Each entry below needs to be reproduced exactly as given.

[Saved entries]
==========

//! Host device mapping discovery.
//!
//! The kernel assigns a SCSI address to each virtual host; the matching
//! `/dev/srN` and `/dev/sgN` nodes are found by walking the sysfs device
//! directory. The discovery ioctl reports ENODEV until the host is
//! registered, in which case the caller retries later.

use std::os::unix::io::RawFd;
use std::path::Path;

use tracing::{debug, warn};

use opticd_common::ioctl::query_scsi_address;

use super::{Device, DeviceSignal};

impl Device {
    /// Attempt to resolve the sr/sg device mapping through the control
    /// device's discovery ioctl. Returns true when the caller should try
    /// again later.
    pub fn setup_mapping(&mut self, ctl_fd: RawFd) -> bool {
        match query_scsi_address(ctl_fd) {
            Ok(None) => {
                // Virtual host not registered yet
                return true;
            }
            Ok(Some(address)) => {
                let sysfs_path =
                    format!("/sys/bus/scsi/devices/{}", address.sysfs_name());
                match resolve_mapping(Path::new(&sysfs_path)) {
                    Some((sr, sg)) => {
                        debug!(
                            target: "opticd::device",
                            number = self.number(),
                            sr = %sr,
                            sg = %sg,
                            "device mapping resolved"
                        );
                        self.mapping = Some((sr, sg));
                    }
                    None => {
                        warn!(
                            target: "opticd::device",
                            number = self.number(),
                            path = %sysfs_path,
                            "device mapping could not be determined"
                        );
                    }
                }
            }
            Err(e) => {
                warn!(
                    target: "opticd::device",
                    number = self.number(),
                    error = %e,
                    "mapping ioctl failed; mapping info will not be available"
                );
            }
        }

        self.emit(DeviceSignal::MappingReady(self.number()));
        false
    }

    /// The resolved `(sr, sg)` device paths, when available
    pub fn get_mapping(&self) -> Option<(String, String)> {
        self.mapping.clone()
    }

    pub(crate) fn clear_mapping(&mut self) {
        self.mapping = None;
    }
}

/// Walk one sysfs SCSI device directory for its block and generic nodes
fn resolve_mapping(sysfs_dev: &Path) -> Option<(String, String)> {
    let entries = std::fs::read_dir(sysfs_dev).ok()?;

    let mut sr_name = None;
    let mut sg_name = None;

    for entry in entries.flatten() {
        let name = entry.file_name().to_string_lossy().into_owned();

        if sr_name.is_none() {
            if let Some(sr) = name.strip_prefix("block:") {
                sr_name = Some(sr.to_string());
                continue;
            }
            if name.eq_ignore_ascii_case("block") {
                // Newer layout: block/ is a directory holding the node name
                if let Ok(mut dir) = std::fs::read_dir(entry.path()) {
                    if let Some(Ok(node)) = dir.next() {
                        sr_name = Some(node.file_name().to_string_lossy().into_owned());
                    }
                }
                continue;
            }
        }

        if sg_name.is_none() {
            if let Some(sg) = name.strip_prefix("scsi_generic:") {
                sg_name = Some(sg.to_string());
                continue;
            }
            if name.eq_ignore_ascii_case("generic") {
                // Symlink to the scsi_generic device
                if let Ok(target) = std::fs::read_link(entry.path()) {
                    if let Some(base) = target.file_name() {
                        sg_name = Some(base.to_string_lossy().into_owned());
                    }
                }
                continue;
            }
        }
    }

    Some((format!("/dev/{}", sr_name?), format!("/dev/{}", sg_name?)))
}

#[cfg(test)]
mod tests {
    use super::*;
    use crate::device::test_support::test_device;

    #[test]
    fn test_resolve_mapping_prefixed_entries() {
        let dir = tempfile::tempdir().unwrap();
        std::fs::create_dir(dir.path().join("block:sr2")).unwrap();
        std::fs::create_dir(dir.path().join("scsi_generic:sg3")).unwrap();

        let (sr, sg) = resolve_mapping(dir.path()).unwrap();
        assert_eq!(sr, "/dev/sr2");
        assert_eq!(sg, "/dev/sg3");
    }

    #[test]
    fn test_resolve_mapping_directory_layout() {
        let dir = tempfile::tempdir().unwrap();
        std::fs::create_dir_all(dir.path().join("block").join("sr0")).unwrap();
        std::fs::create_dir(dir.path().join("other")).unwrap();

        // No generic entry: mapping unavailable
        assert!(resolve_mapping(dir.path()).is_none());
    }

    #[test]
    fn test_mapping_ioctl_failure_emits_ready() {
        let mut dev = test_device();
        // Invalid fd: the ioctl fails, mapping stays empty, no retry
        assert!(!dev.setup_mapping(-1));
        assert!(dev.get_mapping().is_none());
    }
}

==========

Answer to the problem:
//! Host device mapping discovery.
//!
//! The kernel assigns a SCSI address to each virtual host; the matching
//! `/dev/srN` and `/dev/sgN` nodes are found by walking the sysfs device
//! directory. The discovery ioctl reports ENODEV until the host is
//! registered, in which case the caller retries later.

use std::os::unix::io::RawFd;
use std::path::Path;

use tracing::{debug, warn};

use opticd_common::ioctl::query_scsi_address;

use super::{Device, DeviceSignal};

impl Device {
    /// Attempt to resolve the sr/sg device mapping through the control
    /// device's discovery ioctl. Returns true when the caller should try
    /// again later.
    pub fn setup_mapping(&mut self, ctl_fd: RawFd) -> bool {
        match query_scsi_address(ctl_fd) {
            Ok(None) => {
                // Virtual host not registered yet
                return true;
            }
            Ok(Some(address)) => {
                let sysfs_path =
                    format!("/sys/bus/scsi/devices/{}", address.sysfs_name());
                match resolve_mapping(Path::new(&sysfs_path)) {
                    Some((sr, sg)) => {
                        debug!(
                            target: "opticd::device",
                            number = self.number(),
                            sr = %sr,
                            sg = %sg,
                            "device mapping resolved"
                        );
                        self.mapping = Some((sr, sg));
                    }
                    None => {
                        warn!(
                            target: "opticd::device",
                            number = self.number(),
                            path = %sysfs_path,
                            "device mapping could not be determined"
                        );
                    }
                }
            }
            Err(e) => {
                warn!(
                    target: "opticd::device",
                    number = self.number(),
                    error = %e,
                    "mapping ioctl failed; mapping info will not be available"
                );
            }
        }

        self.emit(DeviceSignal::MappingReady(self.number()));
        false
    }

    /// The resolved `(sr, sg)` device paths, when available
    pub fn get_mapping(&self) -> Option<(String, String)> {
        self.mapping.clone()
    }

    pub(crate) fn clear_mapping(&mut self) {
        self.mapping = None;
    }
}

/// Walk one sysfs SCSI device directory for its block and generic nodes
fn resolve_mapping(sysfs_dev: &Path) -> Option<(String, String)> {
    let entries = std::fs::read_dir(sysfs_dev).ok()?;

    let mut sr_name = None;
    let mut sg_name = None;

    for entry in entries.flatten() {
        let name = entry.file_name().to_string_lossy().into_owned();

        if sr_name.is_none() {
            if let Some(sr) = name.strip_prefix("block:") {
                sr_name = Some(sr.to_string());
                continue;
            }
            if name.eq_ignore_ascii_case("block") {
                // Newer layout: block/ is a directory holding the node name
                if let Ok(mut dir) = std::fs::read_dir(entry.path()) {
                    if let Some(Ok(node)) = dir.next() {
                        sr_name = Some(node.file_name().to_string_lossy().into_owned());
                    }
                }
                continue;
            }
        }

        if sg_name.is_none() {
            if let Some(sg) = name.strip_prefix("scsi_generic:") {
                sg_name = Some(sg.to_string());
                continue;
            }
            if name.eq_ignore_ascii_case("generic") {
                // Symlink to the scsi_generic device
                if let Ok(target) = std::fs::read_link(entry.path()) {
                    if let Some(base) = target.file_name() {
                        sg_name = Some(base.to_string_lossy().into_owned());
                    }
                }
                continue;
            }
        }
    }

    Some((format!("/dev/{}", sr_name?), format!("/dev/{}", sg_name?)))
}

#[cfg(test)]
mod tests {
    use super::*;
    use crate::device::test_support::test_device;

    #[test]
    fn test_resolve_mapping_prefixed_entries() {
        let dir = tempfile::tempdir().unwrap();
        std::fs::create_dir(dir.path().join("block:sr2")).unwrap();
        std::fs::create_dir(dir.path().join("scsi_generic:sg3")).unwrap();

        let (sr, sg) = resolve_mapping(dir.path()).unwrap();
        assert_eq!(sr, "/dev/sr2");
        assert_eq!(sg, "/dev/sg3");
    }

    #[test]
    fn test_resolve_mapping_directory_layout() {
        let dir = tempfile::tempdir().unwrap();
        std::fs::create_dir_all(dir.path().join("block").join("sr0")).unwrap();
        std::fs::create_dir(dir.path().join("other")).unwrap();

        // No generic entry: mapping unavailable
        assert!(resolve_mapping(dir.path()).is_none());
    }

    #[test]
    fn test_mapping_ioctl_failure_emits_ready() {
        let mut dev = test_device();
        // Invalid fd: the ioctl fails, mapping stays empty, no retry
        assert!(!dev.setup_mapping(-1));
        assert!(dev.get_mapping().is_none());
    }
}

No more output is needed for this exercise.